May assented.
"Aunt Ann said we might," she remarked; "but she thought that perhaps you would not want us—that you had enough of us in term time."
The young governess laughed. "I am very pleased to see you," she declared, "very pleased indeed! Are you enjoying the holidays?"
"Oh, yes!" May answered. "Aunt Ann has been taking us for some nice drives, and we have been doing a good bit of gardening."
"Uncle John has given me a piece of ground for my very own," Josephine said, "and May has helped me to put it in order. I heard from father yesterday, Miss Cummings. He is quite safe and well."
"I am so glad, dear! Oh, here's mother! Now I'll go and make the tea."
Mrs. Cummings was pleased to find that her daughter had visitors.
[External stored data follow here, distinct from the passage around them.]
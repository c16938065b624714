pub mod contracts;
pub mod rpc;
pub mod signer;

pub use contracts::{
    AmmReserves, ChainStateView, LiquidationSeen, OracleReading, ProtocolClient,
    ProtocolContracts, ProtocolLogs, SwapSeen,
};
pub use rpc::{with_retry, RetryPolicy, RpcClient};
pub use signer::{TxOutcome, TxSender};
She sat down and talked to them about her new work till they were called into the back sitting-room to tea. There she presided at the tea-table, and for once in a way said nothing of a depressing nature. By and by she mentioned the fact that her daughter spent her Sunday afternoons at the hospital. "She sings to the soldiers, you know," she said; "they never tire of listening to her."
"Why, I didn't even know you could sing!" May exclaimed, regarding her governess with so much astonishment that she broke into a merry laugh.
"She has a beautiful voice," remarked Mrs. Cummings, "but she never sang in public till lately. It was Dr. Farrant who persuaded her to sing at the hospital, and now she likes doing it, don't you, Margaret?"
Her daughter assented. "It makes me very happy to see my singing gives pleasure," she said. "Last Sunday I sang 'Fight the good fight,'" she continued, with a smile at Josephine; "I generally choose well-known hymns and ask the soldiers to join in singing them."